Turkmenistan becomes the center of geopolitical redistribution between West and East
Since gaining independence in 1991, Turkmenistan has only sporadically attracted attention due to its extreme degree of isolation from the outside world, which is not inferior to North Korea. Ashgabat has long been holding policies strict neutrality, a principle enshrined in the constitution that prevents it from joining either Moscow-led organizations such as the Collective Security Treaty Organization (CSTO) or Turkish-promoted alliances such as the Organization of Turkic States (OTS).
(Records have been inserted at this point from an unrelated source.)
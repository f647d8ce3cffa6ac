//! Attendance status derivation.
//!
//! Everything here is pure: callers pass the current instant in, the
//! policy decides which local day it belongs to and which status applies.

use chrono::{
    DateTime, Datelike, Duration, FixedOffset, NaiveDate, NaiveTime, Offset, Utc, Weekday,
};
use serde::Serialize;
use utoipa::ToSchema;

use crate::models::AttendanceStatus;
use crate::models::attendance;

/// Working-hours rules used to classify check-ins and check-outs.
#[derive(Debug, Clone, Copy, PartialEq, Eq)]
pub struct AttendancePolicy {
    /// Nominal start of the working day, in local time
    pub work_start: NaiveTime,
    /// Arrivals up to and including `work_start + late_grace` are on time
    pub late_grace: Duration,
    /// Sessions shorter than this are downgraded to half days
    pub half_day_threshold: Duration,
    /// The "local time" attendance is evaluated in
    pub offset: FixedOffset,
}

impl Default for AttendancePolicy {
    fn default() -> Self {
        Self {
            work_start: NaiveTime::from_hms_opt(9, 0, 0).unwrap_or(NaiveTime::MIN),
            late_grace: Duration::minutes(15),
            half_day_threshold: Duration::hours(4),
            offset: Utc.fix(),
        }
    }
}

impl AttendancePolicy {
    pub fn local_now(&self, now: DateTime<Utc>) -> DateTime<FixedOffset> {
        now.with_timezone(&self.offset)
    }

    /// Calendar day an instant falls on in local time.
    pub fn local_date(&self, now: DateTime<Utc>) -> NaiveDate {
        self.local_now(now).date_naive()
    }

    /// Latest local time of day that still counts as on time.
    pub fn late_cutoff(&self) -> NaiveTime {
        self.work_start + self.late_grace
    }

    pub fn classify_check_in(&self, now: DateTime<Utc>) -> AttendanceStatus {
        if self.local_now(now).time() > self.late_cutoff() {
            AttendanceStatus::Late
        } else {
            AttendanceStatus::Present
        }
    }

    /// Final status once the session is closed. Late days keep their status.
    pub fn status_after_check_out(
        &self,
        current: AttendanceStatus,
        worked: Duration,
    ) -> AttendanceStatus {
        if current != AttendanceStatus::Late && worked < self.half_day_threshold {
            AttendanceStatus::HalfDay
        } else {
            current
        }
    }

    /// First and last day of the local calendar month containing `now`.
    pub fn current_month(&self, now: DateTime<Utc>) -> (NaiveDate, NaiveDate) {
        let today = self.local_date(now);
        let first = today.with_day(1).unwrap_or(today);
        let next_month = if first.month() == 12 {
            NaiveDate::from_ymd_opt(first.year() + 1, 1, 1)
        } else {
            NaiveDate::from_ymd_opt(first.year(), first.month() + 1, 1)
        };
        let last = next_month
            .and_then(|d| d.pred_opt())
            .unwrap_or(today);
        (first, last)
    }
}

/// Merges check-out notes into whatever was recorded at check-in.
pub fn append_checkout_notes(previous: Option<&str>, notes: Option<&str>) -> Option<String> {
    let notes = notes.map(str::trim).filter(|n| !n.is_empty());
    let previous = previous.filter(|p| !p.is_empty());

    match (previous, notes) {
        (Some(prev), Some(notes)) => Some(format!("{prev} | Checkout: {notes}")),
        (None, Some(notes)) => Some(format!("Checkout: {notes}")),
        (prev, None) => prev.map(str::to_string),
    }
}

/// Number of Monday-to-Friday days in `[start, end]`.
pub fn count_weekdays(start: NaiveDate, end: NaiveDate) -> u32 {
    start
        .iter_days()
        .take_while(|day| *day <= end)
        .filter(|day| !matches!(day.weekday(), Weekday::Sat | Weekday::Sun))
        .count() as u32
}

/// Aggregate attendance over a date range
#[derive(Debug, Clone, PartialEq, Serialize, ToSchema)]
#[serde(rename_all = "camelCase")]
pub struct AttendanceStats {
    #[schema(example = "2024-06-01")]
    pub start_date: NaiveDate,
    #[schema(example = "2024-06-30")]
    pub end_date: NaiveDate,
    /// Weekdays in the range
    #[schema(example = 20)]
    pub total_days: u32,
    #[schema(example = 15)]
    pub present_days: u32,
    #[schema(example = 2)]
    pub late_days: u32,
    #[schema(example = 1)]
    pub half_days: u32,
    #[schema(example = 2)]
    pub absent_days: u32,
    /// Percentage of weekdays with a check-in
    #[schema(example = 90.0)]
    pub attendance_rate: f64,
}

impl AttendanceStats {
    /// Summarizes `records`, which must already be limited to `[start, end]`.
    pub fn summarize(start: NaiveDate, end: NaiveDate, records: &[attendance::Model]) -> Self {
        let total_days = count_weekdays(start, end);
        let count = |status: AttendanceStatus| {
            records.iter().filter(|r| r.status == status).count() as u32
        };
        let checked_in = records.iter().filter(|r| r.check_in.is_some()).count() as u32;

        let attendance_rate = if total_days == 0 {
            0.0
        } else {
            f64::from(checked_in) / f64::from(total_days) * 100.0
        };

        Self {
            start_date: start,
            end_date: end,
            total_days,
            present_days: count(AttendanceStatus::Present),
            late_days: count(AttendanceStatus::Late),
            half_days: count(AttendanceStatus::HalfDay),
            absent_days: total_days.saturating_sub(checked_in),
            attendance_rate,
        }
    }
}

#[cfg(test)]
mod tests {
    use super::*;
    use chrono::TimeZone;

    fn at(h: u32, m: u32, s: u32) -> DateTime<Utc> {
        Utc.with_ymd_and_hms(2024, 6, 10, h, m, s).unwrap()
    }

    fn record(status: AttendanceStatus, checked_in: bool) -> attendance::Model {
        let ts = at(9, 0, 0).fixed_offset();
        attendance::Model {
            id: 1,
            user_id: 1,
            date: NaiveDate::from_ymd_opt(2024, 6, 10).unwrap(),
            check_in: checked_in.then_some(ts),
            check_out: None,
            status,
            notes: None,
            created_at: ts,
            updated_at: ts,
            deleted_at: None,
        }
    }

    #[test]
    fn check_in_within_grace_is_present() {
        let policy = AttendancePolicy::default();
        assert_eq!(policy.classify_check_in(at(8, 30, 0)), AttendanceStatus::Present);
        assert_eq!(policy.classify_check_in(at(9, 14, 0)), AttendanceStatus::Present);
        assert_eq!(policy.classify_check_in(at(9, 15, 0)), AttendanceStatus::Present);
    }

    #[test]
    fn check_in_after_grace_is_late() {
        let policy = AttendancePolicy::default();
        assert_eq!(policy.classify_check_in(at(9, 15, 1)), AttendanceStatus::Late);
        assert_eq!(policy.classify_check_in(at(9, 16, 0)), AttendanceStatus::Late);
        assert_eq!(policy.classify_check_in(at(14, 0, 0)), AttendanceStatus::Late);
    }

    #[test]
    fn classification_uses_configured_offset() {
        let policy = AttendancePolicy {
            offset: FixedOffset::east_opt(2 * 3600).unwrap(),
            ..AttendancePolicy::default()
        };
        // 07:16 UTC is 09:16 at UTC+2
        assert_eq!(policy.classify_check_in(at(7, 16, 0)), AttendanceStatus::Late);
        assert_eq!(policy.classify_check_in(at(9, 16, 0)), AttendanceStatus::Late);
        assert_eq!(policy.classify_check_in(at(7, 0, 0)), AttendanceStatus::Present);
    }

    #[test]
    fn local_date_rolls_over_with_offset() {
        let policy = AttendancePolicy {
            offset: FixedOffset::east_opt(5 * 3600).unwrap(),
            ..AttendancePolicy::default()
        };
        assert_eq!(
            policy.local_date(at(20, 0, 0)),
            NaiveDate::from_ymd_opt(2024, 6, 11).unwrap()
        );
    }

    #[test]
    fn short_present_session_becomes_half_day() {
        let policy = AttendancePolicy::default();
        let worked = Duration::hours(3) + Duration::minutes(50);
        assert_eq!(
            policy.status_after_check_out(AttendanceStatus::Present, worked),
            AttendanceStatus::HalfDay
        );
        assert_eq!(
            policy.status_after_check_out(AttendanceStatus::Late, worked),
            AttendanceStatus::Late
        );
        assert_eq!(
            policy.status_after_check_out(AttendanceStatus::Present, Duration::hours(4)),
            AttendanceStatus::Present
        );
    }

    #[test]
    fn checkout_notes_are_appended() {
        assert_eq!(
            append_checkout_notes(Some("WFH"), Some("done")).as_deref(),
            Some("WFH | Checkout: done")
        );
        assert_eq!(
            append_checkout_notes(None, Some("done")).as_deref(),
            Some("Checkout: done")
        );
        assert_eq!(
            append_checkout_notes(Some("WFH"), Some("  ")).as_deref(),
            Some("WFH")
        );
        assert_eq!(append_checkout_notes(None, None), None);
    }

    #[test]
    fn weekdays_exclude_weekends() {
        let d = |day| NaiveDate::from_ymd_opt(2024, 6, day).unwrap();
        // June 2024: 1st is a Saturday
        assert_eq!(count_weekdays(d(1), d(30)), 20);
        assert_eq!(count_weekdays(d(1), d(2)), 0);
        assert_eq!(count_weekdays(d(10), d(10)), 1);
        assert_eq!(count_weekdays(d(12), d(10)), 0);
    }

    #[test]
    fn current_month_spans_whole_month() {
        let policy = AttendancePolicy::default();
        let (first, last) = policy.current_month(Utc.with_ymd_and_hms(2024, 2, 14, 12, 0, 0).unwrap());
        assert_eq!(first, NaiveDate::from_ymd_opt(2024, 2, 1).unwrap());
        assert_eq!(last, NaiveDate::from_ymd_opt(2024, 2, 29).unwrap());

        let (first, last) = policy.current_month(Utc.with_ymd_and_hms(2024, 12, 3, 0, 0, 0).unwrap());
        assert_eq!(first, NaiveDate::from_ymd_opt(2024, 12, 1).unwrap());
        assert_eq!(last, NaiveDate::from_ymd_opt(2024, 12, 31).unwrap());
    }

    #[test]
    fn stats_count_statuses_and_absences() {
        let start = NaiveDate::from_ymd_opt(2024, 6, 10).unwrap();
        let end = NaiveDate::from_ymd_opt(2024, 6, 14).unwrap();
        let records = vec![
            record(AttendanceStatus::Present, true),
            record(AttendanceStatus::Late, true),
            record(AttendanceStatus::HalfDay, true),
            record(AttendanceStatus::Absent, false),
        ];

        let stats = AttendanceStats::summarize(start, end, &records);

        assert_eq!(stats.total_days, 5);
        assert_eq!(stats.present_days, 1);
        assert_eq!(stats.late_days, 1);
        assert_eq!(stats.half_days, 1);
        assert_eq!(stats.absent_days, 2);
        assert!((stats.attendance_rate - 60.0).abs() < f64::EPSILON);
    }

    #[test]
    fn stats_over_weekend_only_range_do_not_underflow() {
        let sat = NaiveDate::from_ymd_opt(2024, 6, 15).unwrap();
        let stats = AttendanceStats::summarize(sat, sat, &[record(AttendanceStatus::Present, true)]);
        assert_eq!(stats.total_days, 0);
        assert_eq!(stats.absent_days, 0);
        assert_eq!(stats.attendance_rate, 0.0);
    }
}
However, since the election of a new president, Serdar Berdymukhammedov, in March this year, who succeeded his father, Gurbanguly Berdymukhammedov, Turkmenistan itself has become more active internationally. In part, of course, this reflects what some see as the new leader's attempts to build and reinforce his own authority, and in part to avoid his father's shadow. But a more important stimulus comes from abroad, as a result of the efforts of a variety of powers, ranging from China and Iran to Turkey and the European Union, whose efforts are aimed at drawing Ashgabat into their orbit.
Thus, very clear and significant moves on this geopolitical chessboard have been made by the EU and Turkey, as well as by Moscow's attempts to counter these approaches. Everything has happened at breakneck speed in recent days.
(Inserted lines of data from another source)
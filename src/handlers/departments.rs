//! # Departments API Handlers

use std::collections::HashMap;

use axum::{extract::State, http::StatusCode, response::Json};
use chrono::{DateTime, Utc};
use sea_orm::DatabaseConnection;
use serde::{Deserialize, Serialize};
use utoipa::{IntoParams, ToSchema};

use crate::auth::{AuthUser, DIRECTORY_MANAGERS};
use crate::error::{ApiError, RepositoryError};
use crate::handlers::employees::EmployeeSummary;
use crate::handlers::types::{
    ApiJson, ApiPath, ApiQuery, FieldErrors, MessageResponse, PageParams, Pagination,
};
use crate::models::department::Model as DepartmentModel;
use crate::repositories::department::{DepartmentChanges, DepartmentFilter, NewDepartment};
use crate::repositories::{DepartmentRepository, EmployeeRepository};
use crate::server::AppState;

/// Department with head and head-count resolved
#[derive(Debug, Clone, Serialize, Deserialize, ToSchema)]
#[serde(rename_all = "camelCase")]
pub struct DepartmentResponse {
    #[schema(example = 2)]
    pub id: i32,
    #[schema(example = "Engineering")]
    pub name: String,
    #[schema(example = "Builds and runs the product")]
    pub description: Option<String>,
    pub is_active: bool,
    #[schema(example = 250000.0)]
    pub budget: Option<f64>,
    pub goals: Option<String>,
    pub head_id: Option<i32>,
    pub head: Option<EmployeeSummary>,
    /// Live employees assigned to the department
    #[schema(example = 12)]
    pub employee_count: u64,
    pub created_at: DateTime<Utc>,
    pub updated_at: DateTime<Utc>,
}

async fn department_views(
    db: &DatabaseConnection,
    departments: Vec<DepartmentModel>,
) -> Result<Vec<DepartmentResponse>, RepositoryError> {
    let employees = EmployeeRepository::new(db);
    let ids: Vec<i32> = departments.iter().map(|d| d.id).collect();
    let counts = employees.count_by_department(&ids).await?;
    let heads = employees
        .find_by_ids(departments.iter().filter_map(|d| d.head_id))
        .await?;

    Ok(departments
        .into_iter()
        .map(|d| build_view(d, &counts, &heads))
        .collect())
}

fn build_view(
    d: DepartmentModel,
    counts: &HashMap<i32, u64>,
    heads: &HashMap<i32, crate::models::employee::Model>,
) -> DepartmentResponse {
    DepartmentResponse {
        id: d.id,
        employee_count: counts.get(&d.id).copied().unwrap_or(0),
        head: d.head_id.and_then(|id| heads.get(&id)).map(EmployeeSummary::from),
        name: d.name,
        description: d.description,
        is_active: d.is_active,
        budget: d.budget,
        goals: d.goals,
        head_id: d.head_id,
        created_at: d.created_at.to_utc(),
        updated_at: d.updated_at.to_utc(),
    }
}

async fn department_view(
    db: &DatabaseConnection,
    department: DepartmentModel,
) -> Result<DepartmentResponse, RepositoryError> {
    department_views(db, vec![department])
        .await?
        .pop()
        .ok_or_else(|| RepositoryError::not_found("Department not found"))
}

/// Query parameters for listing departments
#[derive(Debug, Deserialize, IntoParams)]
#[into_params(parameter_in = Query)]
pub struct ListDepartmentsQuery {
    /// 1-based page number (default: 1)
    pub page: Option<i64>,
    /// Items per page (default: 10, max: 100)
    pub limit: Option<i64>,
    /// Case-insensitive match on name or description
    pub search: Option<String>,
    /// Filter by active flag
    pub active: Option<bool>,
}

#[derive(Debug, Serialize, ToSchema)]
pub struct DepartmentsResponse {
    pub departments: Vec<DepartmentResponse>,
    pub pagination: Pagination,
}

#[derive(Debug, Deserialize, ToSchema)]
#[serde(rename_all = "camelCase")]
pub struct CreateDepartmentRequest {
    #[schema(example = "Engineering")]
    pub name: String,
    pub description: Option<String>,
    pub head_id: Option<i32>,
    pub budget: Option<f64>,
    pub goals: Option<String>,
}

/// Partial update; omitted fields keep their stored values
#[derive(Debug, Default, Deserialize, ToSchema)]
#[serde(rename_all = "camelCase")]
pub struct UpdateDepartmentRequest {
    pub name: Option<String>,
    pub description: Option<String>,
    pub head_id: Option<i32>,
    pub budget: Option<f64>,
    pub goals: Option<String>,
    pub is_active: Option<bool>,
}

fn provided(value: Option<String>) -> Option<String> {
    value
        .map(|v| v.trim().to_string())
        .filter(|v| !v.is_empty())
}

fn budget_ok(budget: Option<f64>) -> bool {
    budget.is_none_or(|b| b.is_finite() && b >= 0.0)
}

/// List departments
#[utoipa::path(
    get,
    path = "/api/v1/departments",
    security(("bearer_auth" = [])),
    params(ListDepartmentsQuery),
    responses(
        (status = 200, description = "Departments listed", body = DepartmentsResponse),
        (status = 401, description = "Missing or invalid bearer token", body = ApiError)
    ),
    tag = "departments"
)]
pub async fn list_departments(
    State(state): State<AppState>,
    _user: AuthUser,
    ApiQuery(query): ApiQuery<ListDepartmentsQuery>,
) -> Result<Json<DepartmentsResponse>, ApiError> {
    let page = PageParams::resolve(query.page, query.limit);
    let filter = DepartmentFilter {
        search: query.search,
        is_active: query.active,
    };

    let (departments, total) = DepartmentRepository::new(&state.db)
        .list(&filter, page)
        .await?;

    Ok(Json(DepartmentsResponse {
        departments: department_views(&state.db, departments).await?,
        pagination: Pagination::new(page, total),
    }))
}

/// Get a department by id
#[utoipa::path(
    get,
    path = "/api/v1/departments/{id}",
    security(("bearer_auth" = [])),
    params(("id" = i32, Path, description = "Department id")),
    responses(
        (status = 200, description = "Department found", body = DepartmentResponse),
        (status = 404, description = "Department not found", body = ApiError)
    ),
    tag = "departments"
)]
pub async fn get_department(
    State(state): State<AppState>,
    _user: AuthUser,
    ApiPath(id): ApiPath<i32>,
) -> Result<Json<DepartmentResponse>, ApiError> {
    let department = DepartmentRepository::new(&state.db).get(id).await?;
    Ok(Json(department_view(&state.db, department).await?))
}

/// Create a department (admin, hr)
#[utoipa::path(
    post,
    path = "/api/v1/departments",
    security(("bearer_auth" = [])),
    request_body = CreateDepartmentRequest,
    responses(
        (status = 201, description = "Department created", body = DepartmentResponse),
        (status = 400, description = "Validation failed", body = ApiError),
        (status = 403, description = "Role not permitted", body = ApiError),
        (status = 409, description = "Name already in use", body = ApiError)
    ),
    tag = "departments"
)]
pub async fn create_department(
    State(state): State<AppState>,
    user: AuthUser,
    ApiJson(body): ApiJson<CreateDepartmentRequest>,
) -> Result<(StatusCode, Json<DepartmentResponse>), ApiError> {
    user.require_role(DIRECTORY_MANAGERS)?;

    FieldErrors::new()
        .required("name", &body.name)
        .check("budget", budget_ok(body.budget), "must be zero or positive")
        .finish()?;

    let department = DepartmentRepository::new(&state.db)
        .create(
            NewDepartment {
                name: body.name.trim().to_string(),
                description: provided(body.description),
                head_id: body.head_id,
                budget: body.budget,
                goals: provided(body.goals),
            },
            Utc::now(),
        )
        .await?;
    tracing::info!(department_id = department.id, "Department created");

    Ok((
        StatusCode::CREATED,
        Json(department_view(&state.db, department).await?),
    ))
}

/// Update a department (admin, hr)
#[utoipa::path(
    put,
    path = "/api/v1/departments/{id}",
    security(("bearer_auth" = [])),
    params(("id" = i32, Path, description = "Department id")),
    request_body = UpdateDepartmentRequest,
    responses(
        (status = 200, description = "Department updated", body = DepartmentResponse),
        (status = 400, description = "Validation failed", body = ApiError),
        (status = 403, description = "Role not permitted", body = ApiError),
        (status = 404, description = "Department not found", body = ApiError),
        (status = 409, description = "Name already in use", body = ApiError)
    ),
    tag = "departments"
)]
pub async fn update_department(
    State(state): State<AppState>,
    user: AuthUser,
    ApiPath(id): ApiPath<i32>,
    ApiJson(body): ApiJson<UpdateDepartmentRequest>,
) -> Result<Json<DepartmentResponse>, ApiError> {
    user.require_role(DIRECTORY_MANAGERS)?;

    FieldErrors::new()
        .check("budget", budget_ok(body.budget), "must be zero or positive")
        .finish()?;

    let changes = DepartmentChanges {
        name: provided(body.name),
        description: provided(body.description),
        head_id: body.head_id,
        budget: body.budget,
        goals: provided(body.goals),
        is_active: body.is_active,
    };

    let department = DepartmentRepository::new(&state.db)
        .update(id, changes, Utc::now())
        .await?;
    Ok(Json(department_view(&state.db, department).await?))
}

/// Delete a department (admin, hr)
#[utoipa::path(
    delete,
    path = "/api/v1/departments/{id}",
    security(("bearer_auth" = [])),
    params(("id" = i32, Path, description = "Department id")),
    responses(
        (status = 200, description = "Department deleted", body = MessageResponse),
        (status = 403, description = "Role not permitted", body = ApiError),
        (status = 404, description = "Department not found", body = ApiError),
        (status = 409, description = "Department still has employees", body = ApiError)
    ),
    tag = "departments"
)]
pub async fn delete_department(
    State(state): State<AppState>,
    user: AuthUser,
    ApiPath(id): ApiPath<i32>,
) -> Result<Json<MessageResponse>, ApiError> {
    user.require_role(DIRECTORY_MANAGERS)?;

    DepartmentRepository::new(&state.db)
        .soft_delete(id, Utc::now())
        .await?;
    tracing::info!(department_id = id, "Department deleted");

    Ok(MessageResponse::new("Department deleted successfully"))
}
On December 6 and 7, Turkmen Foreign Minister Rashid Meredov met with his Russian counterpart Sergei Lavrov, who stressed that Moscow views Ashgabat as "our closest friend and strategic partner", to which Meredov reciprocated. But in a sign that Moscow has made little progress in its hopes of bringing Turkmenistan into the CSTO or the EurAsEC, the meeting ended with agreements on only minor issues, including student exchanges and the opening of representative offices of national railway agencies.
However, Ankara did not get what it wanted either. On December 14, President Berdymukhammedov, along with his father, the former president, hosted Turkish President Recep Tayyip Erdogan and Azerbaijani President Ilham Aliyev at a resort on the Caspian Sea. During the event, Turkey and Azerbaijan did not achieve everything they wanted: Turkmenistan refrained from joining the UTS, which caused jubilation in Moscow.
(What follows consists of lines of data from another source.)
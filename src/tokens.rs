//! Session tokens (HS256 JWT).
//!
//! Access and refresh tokens share one signing key and differ by their
//! `typ` claim and lifetime. Each carries its own `jti`, so two tokens
//! issued in the same second never compare equal.

use chrono::{DateTime, Duration, Utc};
use jsonwebtoken::{Algorithm, DecodingKey, EncodingKey, Header, Validation, decode, encode};
use serde::{Deserialize, Serialize};
use thiserror::Error;
use uuid::Uuid;

use crate::config::{AppConfig, ConfigError};
use crate::models::Role;

#[derive(Debug, Clone, Copy, PartialEq, Eq, Serialize, Deserialize)]
#[serde(rename_all = "lowercase")]
pub enum TokenType {
    Access,
    Refresh,
}

/// Claims carried by every token
#[derive(Debug, Clone, PartialEq, Serialize, Deserialize)]
pub struct Claims {
    /// User id
    pub sub: String,
    pub role: Role,
    pub iat: i64,
    pub exp: i64,
    pub jti: String,
    pub typ: TokenType,
}

impl Claims {
    pub fn user_id(&self) -> Result<i32, TokenError> {
        self.sub.parse().map_err(|_| TokenError::Invalid)
    }
}

#[derive(Debug, Error)]
pub enum TokenError {
    #[error("Token has expired")]
    Expired,
    #[error("Invalid token")]
    Invalid,
    #[error("Expected a {expected:?} token")]
    WrongType { expected: TokenType },
    #[error("Failed to sign token: {0}")]
    Signing(#[source] jsonwebtoken::errors::Error),
}

/// Access/refresh pair handed out at login
#[derive(Debug, Clone)]
pub struct IssuedTokens {
    pub access_token: String,
    pub refresh_token: String,
    pub expires_in: i64,
}

/// Issues and verifies tokens with the configured secret and lifetimes.
#[derive(Clone)]
pub struct TokenService {
    encoding_key: EncodingKey,
    decoding_key: DecodingKey,
    validation: Validation,
    access_ttl: Duration,
    refresh_ttl: Duration,
}

impl std::fmt::Debug for TokenService {
    fn fmt(&self, f: &mut std::fmt::Formatter<'_>) -> std::fmt::Result {
        f.debug_struct("TokenService")
            .field("access_ttl", &self.access_ttl)
            .field("refresh_ttl", &self.refresh_ttl)
            .finish_non_exhaustive()
    }
}

impl TokenService {
    pub fn new(secret: &[u8], access_ttl: Duration, refresh_ttl: Duration) -> Self {
        let mut validation = Validation::new(Algorithm::HS256);
        validation.validate_exp = true;
        validation.validate_aud = false;
        validation.leeway = 0;
        validation.set_required_spec_claims(&["exp", "sub"]);

        Self {
            encoding_key: EncodingKey::from_secret(secret),
            decoding_key: DecodingKey::from_secret(secret),
            validation,
            access_ttl,
            refresh_ttl,
        }
    }

    pub fn from_config(config: &AppConfig) -> Result<Self, ConfigError> {
        let secret = config.jwt_secret()?;
        Ok(Self::new(
            secret.as_bytes(),
            Duration::seconds(config.access_token_ttl_seconds as i64),
            Duration::seconds(config.refresh_token_ttl_seconds as i64),
        ))
    }

    pub fn access_ttl(&self) -> Duration {
        self.access_ttl
    }

    pub fn issue(
        &self,
        user_id: i32,
        role: Role,
        typ: TokenType,
        now: DateTime<Utc>,
    ) -> Result<String, TokenError> {
        let ttl = match typ {
            TokenType::Access => self.access_ttl,
            TokenType::Refresh => self.refresh_ttl,
        };
        let claims = Claims {
            sub: user_id.to_string(),
            role,
            iat: now.timestamp(),
            exp: (now + ttl).timestamp(),
            jti: Uuid::new_v4().to_string(),
            typ,
        };

        encode(&Header::new(Algorithm::HS256), &claims, &self.encoding_key)
            .map_err(TokenError::Signing)
    }

    /// Issues a fresh access token and an independent refresh token.
    pub fn issue_pair(
        &self,
        user_id: i32,
        role: Role,
        now: DateTime<Utc>,
    ) -> Result<IssuedTokens, TokenError> {
        Ok(IssuedTokens {
            access_token: self.issue(user_id, role, TokenType::Access, now)?,
            refresh_token: self.issue(user_id, role, TokenType::Refresh, now)?,
            expires_in: self.access_ttl.num_seconds(),
        })
    }

    /// Checks signature, expiry and token type.
    pub fn verify(&self, token: &str, expected: TokenType) -> Result<Claims, TokenError> {
        let data = decode::<Claims>(token, &self.decoding_key, &self.validation).map_err(
            |err| match err.kind() {
                jsonwebtoken::errors::ErrorKind::ExpiredSignature => TokenError::Expired,
                _ => TokenError::Invalid,
            },
        )?;

        if data.claims.typ != expected {
            return Err(TokenError::WrongType { expected });
        }
        Ok(data.claims)
    }
}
Turkmenistan has become a tug-of-war arena, the center of a political redistribution between East and West, between the most diverse political currents and countries. And all this happens not in years, but in a matter of days. EU attempts to influence the position of Ashgabat had exactly the same effect. Although it can be assumed that the post-Soviet republic will try to use such a stubbornly neutrality in a long and profitable political game, especially if we take into account the ever-increasing factor of China. All this will lead to dramatic events in the region in the relatively foreseeable future.